Cahill countered that the health of the students is what has made him so active in opposing the project and compelled him to use personal funds to publish a full page ad in the Davis Enterprise. One of Cahill’s biggest worries is the ultra-fine metals from brake pads, though there is no known threshold on the amount of particles humans can safely be exposed to. Chuck Salocks, who works in environmental toxicology, is more focused on the diesel particulates.

“They [the EIR] focused in on diesel particulates […] it’s regulated as a carcinogen,” Salock said. “And the measuring data from the 2015 study showed that the concentration of diesel particulates was equivalent to the statewide ambient concentration.”

In 2016, a similar project was proposed at the site, where student apartments, family housing and businesses would be built. The project was not approved, and Millstein claims the development could have more housing and increase the number of affordable housing units. However, by not significantly increasing the number of units as the proposed Nishi project in 2016, the developers did not have to do a new EIR.

If Measure J passes, Cahill plans on using his academic standing to call attention to the site.

“I would publish a paper, compare the Nishi site to the New Harmony site,” Cahill said. “Those ultra-fine diesel measurements are the highest I’d ever seen. Far higher than Detroit, six times higher than downtown Sacramento. I would publish a paper comparing Nishi to New Harmony and it would a black-eye on the University for decades.”

UC Davis does not take the same stance as Cahill.
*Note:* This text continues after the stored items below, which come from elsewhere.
//! Durable key-value slot contracts and backends.
//!
//! # Responsibility
//! - Abstract the single string slot the persistence adapter writes to.
//! - Provide in-memory, SQLite and JSON-file implementations.
//!
//! # Invariants
//! - `write` fully replaces the previous value for a key.
//! - A key that was never written reads as `Ok(None)`, not an error.

use crate::db::{open_db, open_db_in_memory, DbError};
use rusqlite::{params, Connection, OptionalExtension};
use std::collections::HashMap;
use std::error::Error;
use std::fmt::{Display, Formatter};
use std::fs;
use std::io;
use std::path::{Path, PathBuf};

pub type StorageResult<T> = Result<T, StorageError>;

/// Read, write or encoding failure of the persisted snapshot.
#[derive(Debug)]
pub enum StorageError {
    Db(DbError),
    Io(io::Error),
    Serialize(serde_json::Error),
    InvalidKey(String),
}

impl Display for StorageError {
    fn fmt(&self, f: &mut Formatter<'_>) -> std::fmt::Result {
        match self {
            Self::Db(err) => write!(f, "{err}"),
            Self::Io(err) => write!(f, "slot io error: {err}"),
            Self::Serialize(err) => write!(f, "snapshot encoding error: {err}"),
            Self::InvalidKey(key) => write!(f, "invalid slot key `{key}`"),
        }
    }
}

impl Error for StorageError {
    fn source(&self) -> Option<&(dyn Error + 'static)> {
        match self {
            Self::Db(err) => Some(err),
            Self::Io(err) => Some(err),
            Self::Serialize(err) => Some(err),
            Self::InvalidKey(_) => None,
        }
    }
}

impl From<DbError> for StorageError {
    fn from(value: DbError) -> Self {
        Self::Db(value)
    }
}

impl From<rusqlite::Error> for StorageError {
    fn from(value: rusqlite::Error) -> Self {
        Self::Db(DbError::Sqlite(value))
    }
}

impl From<io::Error> for StorageError {
    fn from(value: io::Error) -> Self {
        Self::Io(value)
    }
}

impl From<serde_json::Error> for StorageError {
    fn from(value: serde_json::Error) -> Self {
        Self::Serialize(value)
    }
}

/// Durable string slot addressed by key.
pub trait KvSlot {
    fn read(&self, key: &str) -> StorageResult<Option<String>>;
    fn write(&mut self, key: &str, value: &str) -> StorageResult<()>;
}

impl<T: KvSlot + ?Sized> KvSlot for Box<T> {
    fn read(&self, key: &str) -> StorageResult<Option<String>> {
        (**self).read(key)
    }

    fn write(&mut self, key: &str, value: &str) -> StorageResult<()> {
        (**self).write(key, value)
    }
}

/// Process-local slot. Contents vanish with the value.
#[derive(Debug, Clone, Default)]
pub struct MemorySlot {
    entries: HashMap<String, String>,
}

impl MemorySlot {
    /// Creates an empty slot.
    pub fn new() -> Self {
        Self::default()
    }

    /// Pre-populates one key, e.g. to simulate data left by an earlier run.
    pub fn with_entry(mut self, key: impl Into<String>, value: impl Into<String>) -> Self {
        self.entries.insert(key.into(), value.into());
        self
    }

    /// Borrowed view of the value stored under `key`.
    pub fn get(&self, key: &str) -> Option<&str> {
        self.entries.get(key).map(String::as_str)
    }
}

impl KvSlot for MemorySlot {
    fn read(&self, key: &str) -> StorageResult<Option<String>> {
        Ok(self.entries.get(key).cloned())
    }

    fn write(&mut self, key: &str, value: &str) -> StorageResult<()> {
        self.entries.insert(key.to_string(), value.to_string());
        Ok(())
    }
}

/// Slot stored as rows of the `kv_slots` table.
pub struct SqliteSlot {
    conn: Connection,
}

impl SqliteSlot {
    /// Opens (creating and migrating when needed) a slot database file.
    pub fn open(path: impl AsRef<Path>) -> StorageResult<Self> {
        Ok(Self {
            conn: open_db(path)?,
        })
    }

    /// Opens a slot backed by a private in-memory database.
    pub fn open_in_memory() -> StorageResult<Self> {
        Ok(Self {
            conn: open_db_in_memory()?,
        })
    }

    /// Wraps a connection already returned by `open_db`.
    pub fn from_connection(conn: Connection) -> Self {
        Self { conn }
    }

    /// Underlying SQLite connection.
    pub fn connection(&self) -> &Connection {
        &self.conn
    }
}

impl KvSlot for SqliteSlot {
    fn read(&self, key: &str) -> StorageResult<Option<String>> {
        let value = self
            .conn
            .query_row(
                "SELECT value FROM kv_slots WHERE key = ?1;",
                [key],
                |row| row.get::<_, String>(0),
            )
            .optional()?;
        Ok(value)
    }

    fn write(&mut self, key: &str, value: &str) -> StorageResult<()> {
        self.conn.execute(
            "INSERT INTO kv_slots (key, value) VALUES (?1, ?2)
             ON CONFLICT(key) DO UPDATE SET
                value = excluded.value,
                updated_at = (strftime('%s', 'now') * 1000);",
            params![key, value],
        )?;
        Ok(())
    }
}

/// Slot stored as one `<key>.json` file per key inside a directory.
///
/// Writes go to a sibling temp file and are renamed into place, so readers
/// observe either the old or the new document.
#[derive(Debug, Clone)]
pub struct FileSlot {
    dir: PathBuf,
}

impl FileSlot {
    /// Creates a slot rooted at `dir`. The directory is created on first write.
    pub fn new(dir: impl Into<PathBuf>) -> Self {
        Self { dir: dir.into() }
    }

    /// Directory holding the slot documents.
    pub fn dir(&self) -> &Path {
        &self.dir
    }

    /// Path of the document backing `key`.
    pub fn path_for(&self, key: &str) -> StorageResult<PathBuf> {
        if !is_valid_file_key(key) {
            return Err(StorageError::InvalidKey(key.to_string()));
        }
        Ok(self.dir.join(format!("{key}.json")))
    }
}

impl KvSlot for FileSlot {
    fn read(&self, key: &str) -> StorageResult<Option<String>> {
        match fs::read_to_string(self.path_for(key)?) {
            Ok(value) => Ok(Some(value)),
            Err(err) if err.kind() == io::ErrorKind::NotFound => Ok(None),
            Err(err) => Err(err.into()),
        }
    }

    fn write(&mut self, key: &str, value: &str) -> StorageResult<()> {
        let path = self.path_for(key)?;
        fs::create_dir_all(&self.dir)?;
        let staging = self.dir.join(format!(".{key}.json.tmp"));
        fs::write(&staging, value)?;
        fs::rename(&staging, &path)?;
        Ok(())
    }
}

fn is_valid_file_key(key: &str) -> bool {
    !key.is_empty()
        && key
            .chars()
            .all(|c| c.is_ascii_alphanumeric() || c == '_' || c == '-')
}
According to Ruff, the developers are working with the university in order to make the bike path that goes toward campus.

“Don’t believe me,” Cahill said. “Take your bike all the way down to the south end of the Shrem museum parking lot. Park your bike by the fence there and stay there for 30 minutes. And then decide you’d like to live there for a year.”

 

 

Written by: Rachel Paul — science@theaggie.org

1 COMMENT

  1. “UC Davis does not take the same stance as Cahill. According to Ruff, the developers are working with the university in order to make the bike path that goes toward campus.” Not one word in the article about needing to get the Regents’ approval to connect a roadway from Nishi to Old Davis Road. There are planned parking places for 700 cars – how do you think they’ll get in and out? Additionally, the developers have not gotten approval from Union Pacific to build a tunnel under its right-of-way to connect to Old Davis Road. UPRR has often been recalcitrant to allow any messing with its right-of-way. And lest you accuse me of being a no-growth, anti-student Davis homeowner, that is so far from the truth. I have, and will speak up when I feel the wool is being pulled over someone’s eyes. Yes, I happen to own my home, but that doesn’t make me anti-student. Matter of fact, UC Davis is my alma mater. Hell, yes! I’m an Aggie! And I will always speak on behalf of the students past, present and future. Please study the issue closely, if you haven’t. It’s all there in the original proposal.